* _PROVIDED ENTRIES_:
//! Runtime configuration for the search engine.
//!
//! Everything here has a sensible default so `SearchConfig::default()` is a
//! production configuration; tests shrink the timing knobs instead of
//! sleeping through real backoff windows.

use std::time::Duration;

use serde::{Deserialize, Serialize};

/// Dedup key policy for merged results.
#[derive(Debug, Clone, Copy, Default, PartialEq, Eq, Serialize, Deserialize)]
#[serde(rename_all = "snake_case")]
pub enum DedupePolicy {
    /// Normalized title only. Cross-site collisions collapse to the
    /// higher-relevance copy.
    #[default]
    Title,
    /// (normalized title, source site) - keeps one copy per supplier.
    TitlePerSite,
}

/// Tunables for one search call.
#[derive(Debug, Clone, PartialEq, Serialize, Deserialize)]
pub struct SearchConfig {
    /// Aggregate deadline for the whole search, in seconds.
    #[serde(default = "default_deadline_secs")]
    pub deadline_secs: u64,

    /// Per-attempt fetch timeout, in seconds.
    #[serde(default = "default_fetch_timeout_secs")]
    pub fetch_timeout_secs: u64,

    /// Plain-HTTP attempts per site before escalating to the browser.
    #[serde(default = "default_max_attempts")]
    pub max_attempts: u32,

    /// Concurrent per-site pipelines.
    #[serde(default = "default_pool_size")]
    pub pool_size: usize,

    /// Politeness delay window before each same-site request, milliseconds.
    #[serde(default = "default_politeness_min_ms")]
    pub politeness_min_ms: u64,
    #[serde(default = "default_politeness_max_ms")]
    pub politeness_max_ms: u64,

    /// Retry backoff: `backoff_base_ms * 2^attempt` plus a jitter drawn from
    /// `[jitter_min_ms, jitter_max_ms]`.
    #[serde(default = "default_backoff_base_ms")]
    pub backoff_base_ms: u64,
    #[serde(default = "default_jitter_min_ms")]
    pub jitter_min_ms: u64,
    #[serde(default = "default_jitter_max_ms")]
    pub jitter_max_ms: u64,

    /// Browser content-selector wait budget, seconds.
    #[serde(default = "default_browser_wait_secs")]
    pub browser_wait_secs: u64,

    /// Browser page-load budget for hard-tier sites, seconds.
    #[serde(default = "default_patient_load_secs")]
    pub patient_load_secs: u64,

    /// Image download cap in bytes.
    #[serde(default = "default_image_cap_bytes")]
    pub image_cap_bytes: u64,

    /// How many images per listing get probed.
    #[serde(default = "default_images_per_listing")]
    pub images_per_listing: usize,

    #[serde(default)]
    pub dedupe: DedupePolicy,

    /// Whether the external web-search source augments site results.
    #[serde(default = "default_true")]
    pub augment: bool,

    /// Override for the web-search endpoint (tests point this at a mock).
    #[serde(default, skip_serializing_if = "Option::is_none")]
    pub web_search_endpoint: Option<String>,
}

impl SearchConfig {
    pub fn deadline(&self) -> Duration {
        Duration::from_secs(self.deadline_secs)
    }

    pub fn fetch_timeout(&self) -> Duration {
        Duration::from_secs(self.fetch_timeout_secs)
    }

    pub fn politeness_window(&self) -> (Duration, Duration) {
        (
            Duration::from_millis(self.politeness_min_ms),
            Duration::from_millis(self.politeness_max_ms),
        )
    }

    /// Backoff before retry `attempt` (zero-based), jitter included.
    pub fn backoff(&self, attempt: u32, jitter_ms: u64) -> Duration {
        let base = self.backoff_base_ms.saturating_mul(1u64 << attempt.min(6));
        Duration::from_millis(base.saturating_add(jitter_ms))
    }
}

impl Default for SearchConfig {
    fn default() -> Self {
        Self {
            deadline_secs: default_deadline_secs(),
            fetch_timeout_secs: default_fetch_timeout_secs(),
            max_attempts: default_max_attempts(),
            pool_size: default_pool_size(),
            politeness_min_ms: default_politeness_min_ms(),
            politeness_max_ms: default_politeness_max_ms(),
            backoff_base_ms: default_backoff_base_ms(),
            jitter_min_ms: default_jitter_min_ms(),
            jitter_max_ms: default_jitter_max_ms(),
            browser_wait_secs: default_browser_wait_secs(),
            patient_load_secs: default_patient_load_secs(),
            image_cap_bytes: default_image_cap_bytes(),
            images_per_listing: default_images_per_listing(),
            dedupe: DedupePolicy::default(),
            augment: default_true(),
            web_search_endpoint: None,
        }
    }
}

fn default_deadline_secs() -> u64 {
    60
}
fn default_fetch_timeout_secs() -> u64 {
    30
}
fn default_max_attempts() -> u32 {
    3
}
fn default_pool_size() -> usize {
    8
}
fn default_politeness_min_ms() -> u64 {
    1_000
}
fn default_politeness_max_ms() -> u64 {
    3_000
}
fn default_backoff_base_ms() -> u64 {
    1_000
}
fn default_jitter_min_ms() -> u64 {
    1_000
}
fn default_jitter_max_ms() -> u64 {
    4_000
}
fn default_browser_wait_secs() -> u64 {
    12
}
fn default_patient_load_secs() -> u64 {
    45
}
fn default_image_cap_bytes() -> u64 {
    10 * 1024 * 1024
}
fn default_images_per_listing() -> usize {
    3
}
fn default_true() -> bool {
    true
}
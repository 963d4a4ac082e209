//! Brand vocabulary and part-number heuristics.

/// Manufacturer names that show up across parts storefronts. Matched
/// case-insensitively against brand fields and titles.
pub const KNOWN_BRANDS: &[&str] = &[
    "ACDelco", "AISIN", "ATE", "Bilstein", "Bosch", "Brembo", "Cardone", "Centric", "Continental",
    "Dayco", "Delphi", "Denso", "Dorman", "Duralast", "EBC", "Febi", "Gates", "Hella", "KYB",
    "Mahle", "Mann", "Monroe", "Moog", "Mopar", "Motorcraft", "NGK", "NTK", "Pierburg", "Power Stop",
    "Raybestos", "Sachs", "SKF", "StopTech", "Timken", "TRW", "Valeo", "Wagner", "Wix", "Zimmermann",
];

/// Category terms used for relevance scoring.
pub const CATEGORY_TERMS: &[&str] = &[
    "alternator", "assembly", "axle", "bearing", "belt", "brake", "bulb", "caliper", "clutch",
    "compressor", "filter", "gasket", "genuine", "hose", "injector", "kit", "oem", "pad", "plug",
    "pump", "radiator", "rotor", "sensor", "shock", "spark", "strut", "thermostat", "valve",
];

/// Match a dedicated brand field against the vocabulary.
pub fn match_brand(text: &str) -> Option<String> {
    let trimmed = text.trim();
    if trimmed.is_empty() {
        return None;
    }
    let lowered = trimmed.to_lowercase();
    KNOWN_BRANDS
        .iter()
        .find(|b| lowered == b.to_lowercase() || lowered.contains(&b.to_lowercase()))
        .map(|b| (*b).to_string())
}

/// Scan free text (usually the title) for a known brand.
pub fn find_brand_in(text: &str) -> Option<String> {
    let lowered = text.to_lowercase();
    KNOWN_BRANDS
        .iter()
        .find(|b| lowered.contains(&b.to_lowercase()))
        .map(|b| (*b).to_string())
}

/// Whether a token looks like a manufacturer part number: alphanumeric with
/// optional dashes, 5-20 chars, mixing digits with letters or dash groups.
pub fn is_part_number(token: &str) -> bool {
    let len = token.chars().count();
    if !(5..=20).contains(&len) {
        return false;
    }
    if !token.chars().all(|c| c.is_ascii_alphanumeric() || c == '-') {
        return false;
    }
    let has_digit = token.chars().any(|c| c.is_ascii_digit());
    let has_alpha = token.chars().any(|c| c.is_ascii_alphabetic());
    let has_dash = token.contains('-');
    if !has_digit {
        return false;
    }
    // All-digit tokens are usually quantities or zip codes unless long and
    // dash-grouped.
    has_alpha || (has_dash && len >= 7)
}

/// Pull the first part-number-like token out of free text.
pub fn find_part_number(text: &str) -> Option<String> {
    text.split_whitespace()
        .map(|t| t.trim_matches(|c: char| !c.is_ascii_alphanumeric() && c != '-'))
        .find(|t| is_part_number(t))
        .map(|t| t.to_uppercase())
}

* _ACTIVITY_: Your task is to restate the material above word for word.

* _FINISHED EXERCISE_:
//! Runtime configuration for the search engine.
//!
//! Everything here has a sensible default so `SearchConfig::default()` is a
//! production configuration; tests shrink the timing knobs instead of
//! sleeping through real backoff windows.

use std::time::Duration;

use serde::{Deserialize, Serialize};

/// Dedup key policy for merged results.
#[derive(Debug, Clone, Copy, Default, PartialEq, Eq, Serialize, Deserialize)]
#[serde(rename_all = "snake_case")]
pub enum DedupePolicy {
    /// Normalized title only. Cross-site collisions collapse to the
    /// higher-relevance copy.
    #[default]
    Title,
    /// (normalized title, source site) - keeps one copy per supplier.
    TitlePerSite,
}

/// Tunables for one search call.
#[derive(Debug, Clone, PartialEq, Serialize, Deserialize)]
pub struct SearchConfig {
    /// Aggregate deadline for the whole search, in seconds.
    #[serde(default = "default_deadline_secs")]
    pub deadline_secs: u64,

    /// Per-attempt fetch timeout, in seconds.
    #[serde(default = "default_fetch_timeout_secs")]
    pub fetch_timeout_secs: u64,

    /// Plain-HTTP attempts per site before escalating to the browser.
    #[serde(default = "default_max_attempts")]
    pub max_attempts: u32,

    /// Concurrent per-site pipelines.
    #[serde(default = "default_pool_size")]
    pub pool_size: usize,

    /// Politeness delay window before each same-site request, milliseconds.
    #[serde(default = "default_politeness_min_ms")]
    pub politeness_min_ms: u64,
    #[serde(default = "default_politeness_max_ms")]
    pub politeness_max_ms: u64,

    /// Retry backoff: `backoff_base_ms * 2^attempt` plus a jitter drawn from
    /// `[jitter_min_ms, jitter_max_ms]`.
    #[serde(default = "default_backoff_base_ms")]
    pub backoff_base_ms: u64,
    #[serde(default = "default_jitter_min_ms")]
    pub jitter_min_ms: u64,
    #[serde(default = "default_jitter_max_ms")]
    pub jitter_max_ms: u64,

    /// Browser content-selector wait budget, seconds.
    #[serde(default = "default_browser_wait_secs")]
    pub browser_wait_secs: u64,

    /// Browser page-load budget for hard-tier sites, seconds.
    #[serde(default = "default_patient_load_secs")]
    pub patient_load_secs: u64,

    /// Image download cap in bytes.
    #[serde(default = "default_image_cap_bytes")]
    pub image_cap_bytes: u64,

    /// How many images per listing get probed.
    #[serde(default = "default_images_per_listing")]
    pub images_per_listing: usize,

    #[serde(default)]
    pub dedupe: DedupePolicy,

    /// Whether the external web-search source augments site results.
    #[serde(default = "default_true")]
    pub augment: bool,

    /// Override for the web-search endpoint (tests point this at a mock).
    #[serde(default, skip_serializing_if = "Option::is_none")]
    pub web_search_endpoint: Option<String>,
}

impl SearchConfig {
    pub fn deadline(&self) -> Duration {
        Duration::from_secs(self.deadline_secs)
    }

    pub fn fetch_timeout(&self) -> Duration {
        Duration::from_secs(self.fetch_timeout_secs)
    }

    pub fn politeness_window(&self) -> (Duration, Duration) {
        (
            Duration::from_millis(self.politeness_min_ms),
            Duration::from_millis(self.politeness_max_ms),
        )
    }

    /// Backoff before retry `attempt` (zero-based), jitter included.
    pub fn backoff(&self, attempt: u32, jitter_ms: u64) -> Duration {
        let base = self.backoff_base_ms.saturating_mul(1u64 << attempt.min(6));
        Duration::from_millis(base.saturating_add(jitter_ms))
    }
}

impl Default for SearchConfig {
    fn default() -> Self {
        Self {
            deadline_secs: default_deadline_secs(),
            fetch_timeout_secs: default_fetch_timeout_secs(),
            max_attempts: default_max_attempts(),
            pool_size: default_pool_size(),
            politeness_min_ms: default_politeness_min_ms(),
            politeness_max_ms: default_politeness_max_ms(),
            backoff_base_ms: default_backoff_base_ms(),
            jitter_min_ms: default_jitter_min_ms(),
            jitter_max_ms: default_jitter_max_ms(),
            browser_wait_secs: default_browser_wait_secs(),
            patient_load_secs: default_patient_load_secs(),
            image_cap_bytes: default_image_cap_bytes(),
            images_per_listing: default_images_per_listing(),
            dedupe: DedupePolicy::default(),
            augment: default_true(),
            web_search_endpoint: None,
        }
    }
}

fn default_deadline_secs() -> u64 {
    60
}
fn default_fetch_timeout_secs() -> u64 {
    30
}
fn default_max_attempts() -> u32 {
    3
}
fn default_pool_size() -> usize {
    8
}
fn default_politeness_min_ms() -> u64 {
    1_000
}
fn default_politeness_max_ms() -> u64 {
    3_000
}
fn default_backoff_base_ms() -> u64 {
    1_000
}
fn default_jitter_min_ms() -> u64 {
    1_000
}
fn default_jitter_max_ms() -> u64 {
    4_000
}
fn default_browser_wait_secs() -> u64 {
    12
}
fn default_patient_load_secs() -> u64 {
    45
}
fn default_image_cap_bytes() -> u64 {
    10 * 1024 * 1024
}
fn default_images_per_listing() -> usize {
    3
}
fn default_true() -> bool {
    true
}
repository 963d4a4ac082e209
//! Brand vocabulary and part-number heuristics.

/// Manufacturer names that show up across parts storefronts. Matched
/// case-insensitively against brand fields and titles.
pub const KNOWN_BRANDS: &[&str] = &[
    "ACDelco", "AISIN", "ATE", "Bilstein", "Bosch", "Brembo", "Cardone", "Centric", "Continental",
    "Dayco", "Delphi", "Denso", "Dorman", "Duralast", "EBC", "Febi", "Gates", "Hella", "KYB",
    "Mahle", "Mann", "Monroe", "Moog", "Mopar", "Motorcraft", "NGK", "NTK", "Pierburg", "Power Stop",
    "Raybestos", "Sachs", "SKF", "StopTech", "Timken", "TRW", "Valeo", "Wagner", "Wix", "Zimmermann",
];

/// Category terms used for relevance scoring.
pub const CATEGORY_TERMS: &[&str] = &[
    "alternator", "assembly", "axle", "bearing", "belt", "brake", "bulb", "caliper", "clutch",
    "compressor", "filter", "gasket", "genuine", "hose", "injector", "kit", "oem", "pad", "plug",
    "pump", "radiator", "rotor", "sensor", "shock", "spark", "strut", "thermostat", "valve",
];

/// Match a dedicated brand field against the vocabulary.
pub fn match_brand(text: &str) -> Option<String> {
    let trimmed = text.trim();
    if trimmed.is_empty() {
        return None;
    }
    let lowered = trimmed.to_lowercase();
    KNOWN_BRANDS
        .iter()
        .find(|b| lowered == b.to_lowercase() || lowered.contains(&b.to_lowercase()))
        .map(|b| (*b).to_string())
}

/// Scan free text (usually the title) for a known brand.
pub fn find_brand_in(text: &str) -> Option<String> {
    let lowered = text.to_lowercase();
    KNOWN_BRANDS
        .iter()
        .find(|b| lowered.contains(&b.to_lowercase()))
        .map(|b| (*b).to_string())
}

/// Whether a token looks like a manufacturer part number: alphanumeric with
/// optional dashes, 5-20 chars, mixing digits with letters or dash groups.
pub fn is_part_number(token: &str) -> bool {
    let len = token.chars().count();
    if !(5..=20).contains(&len) {
        return false;
    }
    if !token.chars().all(|c| c.is_ascii_alphanumeric() || c == '-') {
        return false;
    }
    let has_digit = token.chars().any(|c| c.is_ascii_digit());
    let has_alpha = token.chars().any(|c| c.is_ascii_alphabetic());
    let has_dash = token.contains('-');
    if !has_digit {
        return false;
    }
    // All-digit tokens are usually quantities or zip codes unless long and
    // dash-grouped.
    has_alpha || (has_dash && len >= 7)
}

/// Pull the first part-number-like token out of free text.
pub fn find_part_number(text: &str) -> Option<String> {
    text.split_whitespace()
        .map(|t| t.trim_matches(|c: char| !c.is_ascii_alphanumeric() && c != '-'))
        .find(|t| is_part_number(t))
        .map(|t| t.to_uppercase())
}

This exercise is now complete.